■ **Problem to work on**
Restate exactly the lines from the top of the listing below to the line containing "const VERSION: &str"; the remaining lines are not wanted.

⟨

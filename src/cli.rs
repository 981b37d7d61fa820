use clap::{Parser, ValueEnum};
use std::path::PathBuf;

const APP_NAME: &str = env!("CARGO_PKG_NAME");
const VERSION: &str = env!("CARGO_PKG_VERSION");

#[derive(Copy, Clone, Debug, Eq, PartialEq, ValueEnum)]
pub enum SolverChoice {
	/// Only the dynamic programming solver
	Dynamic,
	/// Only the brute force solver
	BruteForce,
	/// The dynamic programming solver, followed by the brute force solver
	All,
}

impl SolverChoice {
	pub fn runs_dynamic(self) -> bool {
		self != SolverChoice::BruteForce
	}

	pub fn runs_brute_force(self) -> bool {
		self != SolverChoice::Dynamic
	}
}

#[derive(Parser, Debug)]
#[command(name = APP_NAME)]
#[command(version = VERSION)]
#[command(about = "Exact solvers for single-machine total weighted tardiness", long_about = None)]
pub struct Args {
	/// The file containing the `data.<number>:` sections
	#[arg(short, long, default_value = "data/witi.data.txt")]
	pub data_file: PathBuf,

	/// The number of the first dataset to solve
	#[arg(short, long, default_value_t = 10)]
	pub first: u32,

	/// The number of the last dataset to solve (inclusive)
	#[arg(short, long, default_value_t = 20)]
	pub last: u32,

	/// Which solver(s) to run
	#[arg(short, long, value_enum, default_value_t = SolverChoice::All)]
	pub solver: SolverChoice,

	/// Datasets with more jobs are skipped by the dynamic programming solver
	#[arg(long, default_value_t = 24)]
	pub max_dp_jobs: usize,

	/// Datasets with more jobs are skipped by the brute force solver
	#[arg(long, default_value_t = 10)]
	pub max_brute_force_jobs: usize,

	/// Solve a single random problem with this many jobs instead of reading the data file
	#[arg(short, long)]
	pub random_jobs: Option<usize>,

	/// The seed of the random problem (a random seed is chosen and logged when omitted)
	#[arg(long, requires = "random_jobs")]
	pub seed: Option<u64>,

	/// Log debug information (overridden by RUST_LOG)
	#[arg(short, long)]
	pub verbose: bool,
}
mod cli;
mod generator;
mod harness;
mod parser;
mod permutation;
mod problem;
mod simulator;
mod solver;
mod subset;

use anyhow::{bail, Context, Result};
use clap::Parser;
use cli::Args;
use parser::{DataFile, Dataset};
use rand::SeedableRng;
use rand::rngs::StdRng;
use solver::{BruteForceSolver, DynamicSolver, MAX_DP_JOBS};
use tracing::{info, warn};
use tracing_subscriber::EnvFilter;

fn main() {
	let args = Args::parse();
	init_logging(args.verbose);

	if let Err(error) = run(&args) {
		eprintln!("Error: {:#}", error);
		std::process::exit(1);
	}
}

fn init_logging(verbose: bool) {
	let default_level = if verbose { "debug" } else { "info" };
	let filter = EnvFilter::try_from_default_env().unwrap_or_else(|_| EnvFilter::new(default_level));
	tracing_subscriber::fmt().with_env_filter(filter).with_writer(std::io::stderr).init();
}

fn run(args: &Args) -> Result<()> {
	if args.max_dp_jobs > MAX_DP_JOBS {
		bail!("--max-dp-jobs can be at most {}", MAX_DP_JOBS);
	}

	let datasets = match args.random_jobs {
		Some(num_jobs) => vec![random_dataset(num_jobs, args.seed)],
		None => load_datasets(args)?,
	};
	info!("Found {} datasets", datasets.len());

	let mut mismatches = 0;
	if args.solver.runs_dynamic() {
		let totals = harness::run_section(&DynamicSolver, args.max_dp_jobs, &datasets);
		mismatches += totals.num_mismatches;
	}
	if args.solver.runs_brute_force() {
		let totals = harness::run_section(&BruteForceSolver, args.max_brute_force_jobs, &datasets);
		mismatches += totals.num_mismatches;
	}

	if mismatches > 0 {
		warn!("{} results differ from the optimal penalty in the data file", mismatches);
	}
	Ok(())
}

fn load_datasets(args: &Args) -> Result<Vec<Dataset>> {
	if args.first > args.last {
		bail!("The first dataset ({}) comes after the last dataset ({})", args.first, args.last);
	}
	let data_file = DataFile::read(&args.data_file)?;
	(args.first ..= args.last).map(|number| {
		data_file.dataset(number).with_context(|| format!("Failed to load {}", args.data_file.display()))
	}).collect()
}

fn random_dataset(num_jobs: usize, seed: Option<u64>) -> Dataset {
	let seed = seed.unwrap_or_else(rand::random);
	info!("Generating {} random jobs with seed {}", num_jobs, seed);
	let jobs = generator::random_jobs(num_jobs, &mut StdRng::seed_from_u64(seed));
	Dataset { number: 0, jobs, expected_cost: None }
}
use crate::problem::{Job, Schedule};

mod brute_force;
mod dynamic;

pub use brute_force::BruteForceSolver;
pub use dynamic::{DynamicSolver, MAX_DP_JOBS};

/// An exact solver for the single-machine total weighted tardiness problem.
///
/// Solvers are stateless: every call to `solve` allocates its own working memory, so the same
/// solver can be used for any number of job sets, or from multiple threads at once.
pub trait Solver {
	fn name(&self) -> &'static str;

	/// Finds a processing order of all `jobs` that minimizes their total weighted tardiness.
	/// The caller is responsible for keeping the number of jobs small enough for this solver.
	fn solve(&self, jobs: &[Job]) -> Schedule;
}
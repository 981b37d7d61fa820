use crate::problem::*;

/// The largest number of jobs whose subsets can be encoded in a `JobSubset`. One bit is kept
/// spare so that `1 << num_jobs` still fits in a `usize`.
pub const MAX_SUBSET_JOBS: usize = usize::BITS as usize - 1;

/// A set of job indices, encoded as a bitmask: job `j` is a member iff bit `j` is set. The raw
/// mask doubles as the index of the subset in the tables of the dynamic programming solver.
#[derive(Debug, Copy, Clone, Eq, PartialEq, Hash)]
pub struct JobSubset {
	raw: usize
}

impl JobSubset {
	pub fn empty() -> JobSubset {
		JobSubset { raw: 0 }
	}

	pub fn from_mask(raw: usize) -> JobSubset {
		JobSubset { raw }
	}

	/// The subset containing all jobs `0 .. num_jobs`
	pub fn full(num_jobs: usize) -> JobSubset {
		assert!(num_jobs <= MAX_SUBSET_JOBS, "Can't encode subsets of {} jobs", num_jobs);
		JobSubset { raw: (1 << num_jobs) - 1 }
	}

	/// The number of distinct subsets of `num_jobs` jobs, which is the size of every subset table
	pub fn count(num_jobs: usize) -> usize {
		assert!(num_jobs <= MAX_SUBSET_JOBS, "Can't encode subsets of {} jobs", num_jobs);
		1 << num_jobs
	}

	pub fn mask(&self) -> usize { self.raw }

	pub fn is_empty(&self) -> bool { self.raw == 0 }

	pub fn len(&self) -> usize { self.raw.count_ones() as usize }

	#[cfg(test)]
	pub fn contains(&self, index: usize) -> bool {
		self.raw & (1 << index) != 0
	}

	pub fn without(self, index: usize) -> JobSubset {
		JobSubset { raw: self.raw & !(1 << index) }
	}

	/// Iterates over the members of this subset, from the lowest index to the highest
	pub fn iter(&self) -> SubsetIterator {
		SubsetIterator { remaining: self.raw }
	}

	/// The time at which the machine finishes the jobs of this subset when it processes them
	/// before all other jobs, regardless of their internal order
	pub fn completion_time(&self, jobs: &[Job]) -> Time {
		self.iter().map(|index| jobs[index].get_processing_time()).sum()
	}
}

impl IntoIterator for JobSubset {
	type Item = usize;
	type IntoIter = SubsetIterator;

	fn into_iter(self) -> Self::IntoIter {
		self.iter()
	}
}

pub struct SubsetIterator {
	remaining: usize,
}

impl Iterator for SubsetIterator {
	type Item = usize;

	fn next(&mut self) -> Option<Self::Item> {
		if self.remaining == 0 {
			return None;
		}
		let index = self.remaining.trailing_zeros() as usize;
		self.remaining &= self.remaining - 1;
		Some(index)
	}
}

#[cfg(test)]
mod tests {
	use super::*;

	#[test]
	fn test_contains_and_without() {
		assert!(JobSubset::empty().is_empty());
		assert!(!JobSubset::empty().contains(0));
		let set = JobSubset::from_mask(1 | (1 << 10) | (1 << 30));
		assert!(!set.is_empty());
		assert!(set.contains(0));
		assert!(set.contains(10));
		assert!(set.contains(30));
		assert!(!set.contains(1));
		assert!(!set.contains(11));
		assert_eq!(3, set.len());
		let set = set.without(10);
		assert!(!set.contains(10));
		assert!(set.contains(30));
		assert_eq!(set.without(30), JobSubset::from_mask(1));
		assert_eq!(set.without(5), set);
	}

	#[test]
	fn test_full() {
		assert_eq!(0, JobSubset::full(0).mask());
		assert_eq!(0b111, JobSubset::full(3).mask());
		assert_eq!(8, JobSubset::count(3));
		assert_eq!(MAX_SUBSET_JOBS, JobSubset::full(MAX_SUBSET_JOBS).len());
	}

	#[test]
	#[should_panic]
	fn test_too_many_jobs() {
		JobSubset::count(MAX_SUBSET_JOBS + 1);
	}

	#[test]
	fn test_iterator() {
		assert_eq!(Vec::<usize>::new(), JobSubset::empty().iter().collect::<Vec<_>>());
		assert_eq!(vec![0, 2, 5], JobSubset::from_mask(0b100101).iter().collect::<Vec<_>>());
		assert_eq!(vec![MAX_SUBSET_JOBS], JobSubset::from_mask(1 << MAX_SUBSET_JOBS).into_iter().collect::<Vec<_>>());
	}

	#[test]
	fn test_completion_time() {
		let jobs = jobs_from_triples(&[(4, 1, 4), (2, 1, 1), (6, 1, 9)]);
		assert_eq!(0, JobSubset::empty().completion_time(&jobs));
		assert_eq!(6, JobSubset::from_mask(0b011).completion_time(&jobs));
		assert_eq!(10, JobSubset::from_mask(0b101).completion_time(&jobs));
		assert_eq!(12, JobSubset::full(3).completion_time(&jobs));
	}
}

⟩

■ **Answer to the problem**
filename src/cli.rs
repository 981b37d7d61fa820
use clap::{Parser, ValueEnum};
use std::path::PathBuf;

const APP_NAME: &str = env!("CARGO_PKG_NAME");
const VERSION: &str = env!("CARGO_PKG_VERSION");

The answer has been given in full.